One might be surprised that he did not say of him, “A shoot from the root of Jesse,” or “A flower sprung up from the root,” as Isaiah said, but he called him a root of David. He says this to show that according to his human nature he was a shoot sprung from the root of Jesse and David; but according to his divine nature, he himself is the root, not only of David but of all visible and invisible creation, since he is the cause of the universe, as was also said earlier.
He says, And I saw in the midst of all those around the throne of God a lamb standing, as though it had been slain, with seven horns and seven eyes, which are the seven spirits of God sent out into all the earth, and he came and took it—that is, the little scroll—from the right hand of him who sat on the throne. He called the Lord a lamb on account of his guilelessness, and his ability to provide. For just as the lamb is the provider with its yearly production of wool, so also the Lord “opens his hand and fills every living thing with delight.” This at least is what prophecy calls him, saying through Isaiah, “like a lamb he was led to slaughter, and like a sheep before its shearer he was dumb,” and through Jeremiah, “I did not know I was like a guileless lamb led to be slaughtered.”
But the lamb is described not as slaughtered, but as though it had been slaughtered. For Christ came to life again, trampling death underfoot, and despoiling Hades of the souls in its possession. For the death of Christ was not an absolute death, but as it were a death cut short by the resurrection. But since the Lord after his resurrection continued to bear the symbols of death, the print of the nails, having his life-giving body stained red by his blood, as Isaiah said, speaking in the person of the holy angels, “Why are your garments red, and your clothes like one who comes from the full-trodden wine-press?”—on account of this he was as one who had been slaughtered in the sight of the vision.
The seven horns bear witness to his great strength, as the number seven, being the perfect number, often indicates, as has also been said earlier.
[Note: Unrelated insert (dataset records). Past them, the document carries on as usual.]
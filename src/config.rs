use std::net::SocketAddr;

use anyhow::{Context, Result};
use dotenvy::dotenv;
use serde::Deserialize;

fn default_addr() -> SocketAddr {
    SocketAddr::from(([127, 0, 0, 1], 3000))
}

fn default_max_file_size() -> usize {
    // 10 MB in bytes
    10 * 1024 * 1024
}

fn default_min_relationship_strength() -> f64 {
    0.5
}

#[derive(Debug, Clone, Deserialize)]
pub struct Config {
    #[serde(default = "default_addr")]
    pub addr: SocketAddr,
    #[serde(default = "default_max_file_size")]
    pub max_file_size: usize,
    /// Relationships weaker than this (by absolute strength) are not reported.
    #[serde(default = "default_min_relationship_strength")]
    pub min_relationship_strength: f64,
}

impl Default for Config {
    fn default() -> Self {
        Self {
            addr: default_addr(),
            max_file_size: default_max_file_size(),
            min_relationship_strength: default_min_relationship_strength(),
        }
    }
}

fn env_or<T, F>(key: &str, default: T, parse: F) -> Result<T>
where
    F: FnOnce(&str) -> Result<T>,
{
    match std::env::var(key) {
        Ok(raw) => parse(raw.trim()).with_context(|| format!("Invalid value for {}: {:?}", key, raw)),
        Err(_) => Ok(default),
    }
}

impl Config {
    pub fn from_env() -> Result<Self> {
        // Load .env file first
        dotenv().ok();

        let defaults = Config::default();
        let addr = env_or("PROFILER_ADDR", defaults.addr, |s| Ok(s.parse()?))?;
        let max_file_size = env_or("MAX_FILE_SIZE", defaults.max_file_size, |s| Ok(s.parse()?))?;
        let min_relationship_strength = env_or(
            "MIN_RELATIONSHIP_STRENGTH",
            defaults.min_relationship_strength,
            |s| Ok(s.parse::<f64>()?),
        )?;

        if !min_relationship_strength.is_finite() {
            anyhow::bail!("MIN_RELATIONSHIP_STRENGTH must be a finite number");
        }

        Ok(Config {
            addr,
            max_file_size,
            min_relationship_strength: min_relationship_strength.clamp(0.0, 1.0),
        })
    }
}

pub fn load_config() -> Result<Config> {
    let config = Config::from_env()?;
    tracing::info!(
        "Loaded configuration: addr={}, max_file_size={}B, min_relationship_strength={}",
        config.addr,
        config.max_file_size,
        config.min_relationship_strength
    );
    Ok(config)
}

#[cfg(test)]
mod tests {
    use super::*;

    #[test]
    fn test_defaults() {
        let config = Config::default();
        assert_eq!(config.addr, SocketAddr::from(([127, 0, 0, 1], 3000)));
        assert_eq!(config.max_file_size, 10 * 1024 * 1024);
        assert_eq!(config.min_relationship_strength, 0.5);
    }

    #[test]
    fn test_env_or_falls_back_when_unset() -> Result<()> {
        let value = env_or("SHEET_PROFILER_TEST_UNSET_KEY", 7usize, |s| Ok(s.parse()?))?;
        assert_eq!(value, 7);
        Ok(())
    }

    #[test]
    fn test_env_or_reports_bad_values() {
        std::env::set_var("SHEET_PROFILER_TEST_BAD_SIZE", "lots");
        let result = env_or("SHEET_PROFILER_TEST_BAD_SIZE", 0usize, |s| Ok(s.parse()?));
        let message = result.map_err(|e| e.to_string()).err().unwrap_or_default();
        assert!(message.contains("SHEET_PROFILER_TEST_BAD_SIZE"));
    }

    #[test]
    fn test_deserialize_fills_defaults() -> Result<()> {
        let config: Config = serde_json::from_str(r#"{"max_file_size": 1024}"#)?;
        assert_eq!(config.max_file_size, 1024);
        assert_eq!(config.min_relationship_strength, 0.5);
        Ok(())
    }
}
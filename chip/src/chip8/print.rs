//! The pretty print implementation for the machine state, used for the dump
//! shown after a fault and for the memory listing.

use {
    super::{ChipSet, State},
    crate::timer::TimedWorker,
    num_traits::Unsigned,
    once_cell::sync::Lazy,
    std::fmt::{self, Write},
};

/// The amount of words printed per row.
const HEX_PRINT_STEP: usize = 8;

/// The amount of bytes a row of memory spans.
const ROW_SIZE: usize = HEX_PRINT_STEP * 2;

const END_OF_LINE: char = '\n';
const INDENT_FILLAMENT: char = '\t';

/// The values that are used when there are at lease two rows of zeros.
const FILLER_BASE: &str = "...";

/// Every value is printed with a `0x` prefix and four digits.
fn integer<T>(line: &mut String, data: T) -> fmt::Result
where
    T: fmt::UpperHex + Unsigned,
{
    write!(line, "{:#06X}", data)
}

/// The address range a row covers.
fn pointer(line: &mut String, from: usize, to: usize) -> fmt::Result {
    integer(line, from)?;
    line.push_str(" - ");
    integer(line, to)?;
    line.push_str(" :");
    Ok(())
}

fn indent_helper(text: &mut String, indent: usize) {
    for _ in 0..indent {
        text.push(INDENT_FILLAMENT);
    }
}

/// Prepares the row content used for runs of zero rows, it is as wide as a
/// row full of words.
static ZERO_FILLER: Lazy<String> = Lazy::new(|| {
    const WORD: &str = "0x0000";
    let full = HEX_PRINT_STEP * WORD.len() + (HEX_PRINT_STEP - 1);
    let filler = " ".repeat((full - 2 * WORD.len() - FILLER_BASE.len()) / 2);
    format!("{}{}{}{}{}", WORD, filler, FILLER_BASE, filler, WORD)
});

/// Will pretty print the content of the raw memory, rows of words with
/// their address range. Two or more rows of only zeros are collapsed into
/// a single one.
///
/// The data is assumed to start at address `0`.
pub fn memory_dump(memory: &[u8], indent: usize) -> String {
    // (from, to, content) where no content means a zero row
    let mut rows: Vec<(usize, usize, Option<String>)> = Vec::new();

    for (index, chunk) in memory.chunks(ROW_SIZE).enumerate() {
        let from = index * ROW_SIZE;
        let to = from + chunk.len() - 1;

        if chunk.iter().all(|&byte| byte == 0) {
            if let Some((_, last_to, None)) = rows.last_mut() {
                *last_to = to;
                continue;
            }
            rows.push((from, to, None));
            continue;
        }

        let words: Vec<String> = chunk
            .chunks(2)
            .map(|word| match *word {
                [high, low] => format!("{:#06X}", u16::from_be_bytes([high, low])),
                _ => format!("{:#04X}", word[0]),
            })
            .collect();
        rows.push((from, to, Some(words.join(" "))));
    }

    let mut res = String::new();
    for (from, to, content) in rows {
        indent_helper(&mut res, indent);
        // writing into a string can not fail
        let _ = pointer(&mut res, from, to);
        res.push(' ');
        match content {
            Some(content) => res.push_str(&content),
            None => res.push_str(&ZERO_FILLER),
        }
        res.push(END_OF_LINE);
    }
    // Remove unneded new line
    if res.ends_with(END_OF_LINE) {
        res.pop();
    }
    res
}

/// will pretty print all the integer data given, the offset is calculated from
/// the beginning of the data
fn integer_dump<T>(data: &[T], indent: usize) -> Result<String, fmt::Error>
where
    T: fmt::UpperHex + Unsigned + Copy,
{
    let mut res = String::new();
    for (index, chunk) in data.chunks(HEX_PRINT_STEP).enumerate() {
        let from = index * HEX_PRINT_STEP;
        indent_helper(&mut res, indent);
        pointer(&mut res, from, from + chunk.len() - 1)?;
        for entry in chunk {
            res.push(' ');
            integer(&mut res, *entry)?;
        }
        res.push(END_OF_LINE);
    }
    if res.ends_with(END_OF_LINE) {
        res.pop();
    }
    Ok(res)
}

impl<W: TimedWorker> fmt::Display for ChipSet<W> {
    fn fmt(&self, f: &mut fmt::Formatter<'_>) -> fmt::Result {
        let mut opc = String::new();
        indent_helper(&mut opc, 2);
        integer(&mut opc, self.opcode)?;

        let mut prc = String::new();
        indent_helper(&mut prc, 2);
        integer(&mut prc, self.program_counter)?;

        let mut ind = String::new();
        indent_helper(&mut ind, 2);
        integer(&mut ind, self.index_register)?;

        let state = match self.state {
            State::Running => "Running".to_string(),
            State::AwaitingKey { register } => format!("Awaiting key into V{:X}", register),
        };

        let timers = format!(
            "\t\tDelay {}, Sound {}",
            self.delay_timer.read(),
            self.sound_timer.read()
        );

        let reg = integer_dump(&self.registers, 2)?;
        let sta = if self.stack.is_empty() {
            "\t\tempty".to_string()
        } else {
            integer_dump(&self.stack, 2)?
        };
        let mem = memory_dump(self.memory.as_slice(), 2);

        write!(
            f,
            "Chipset {{\n\
                \tState :\n\t\t{}\n\
                \tOpcode :\n{}\n\
                \tProgram Counter :\n{}\n\
                \tIndex Register :\n{}\n\
                \tTimers :\n{}\n\
                \tRegister :\n{}\n\
                \tStack :\n{}\n\
                \tMemory :\n{}\n\
                }}",
            state, opc, prc, ind, timers, reg, sta, mem
        )
    }
}

#[cfg(test)]
mod tests {
    use super::*;

    #[test]
    fn test_zero_rows_collapse() {
        let mut memory = vec![0u8; 0x60];
        memory[0x20] = 0x12;
        memory[0x21] = 0x34;

        let dump = memory_dump(&memory, 0);
        let lines: Vec<_> = dump.lines().collect();
        assert_eq!(
            lines,
            vec![
                "0x0000 - 0x001F : 0x0000                    ...                    0x0000",
                "0x0020 - 0x002F : 0x1234 0x0000 0x0000 0x0000 0x0000 0x0000 0x0000 0x0000",
                "0x0030 - 0x005F : 0x0000                    ...                    0x0000",
            ]
        );
    }

    #[test]
    fn test_filler_is_as_wide_as_a_row() {
        let row = vec!["0x0000"; HEX_PRINT_STEP].join(" ");
        assert_eq!(row.len(), ZERO_FILLER.len());
    }

    #[test]
    fn test_odd_tail_and_indent() {
        let dump = memory_dump(&[0xAB, 0xCD, 0xEF], 1);
        assert_eq!(dump, "\t0x0000 - 0x0002 : 0xABCD 0xEF");
    }

    #[test]
    fn test_integer_dump() {
        let data: Vec<u8> = (0..10).collect();
        let dump = integer_dump(&data, 0).unwrap();
        assert_eq!(
            dump,
            "0x0000 - 0x0007 : 0x0000 0x0001 0x0002 0x0003 0x0004 0x0005 0x0006 0x0007\n\
             0x0008 - 0x0009 : 0x0008 0x0009"
        );
    }
}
The horns are the symbol of power, according to the prophet who said, “And all the horns of the wicked I will break off, but the horn of the righteous shall be exalted,” and Habakkuk has, “there are horns in his hands.”
The seven eyes which are the seven spirits of God sent out into all the earth, Isaiah interprets for us, saying, “And there shall rest upon him a spirit of wisdom and understanding, a spirit of counsel and might, a spirit of knowledge and reverence; a spirit of the fear of God will fill him.” These spirits, that is, spiritual gifts of grace, have been sent to everyone from God, but no one ever received them in the same way as they rested upon Christ in their work among practically all people. And he grew stronger in word and understanding. For the spirits which he himself as God sent from above, these he himself received below as a human being. For he was both a human being and God.
To him belongs the glory for ever and ever. Amen.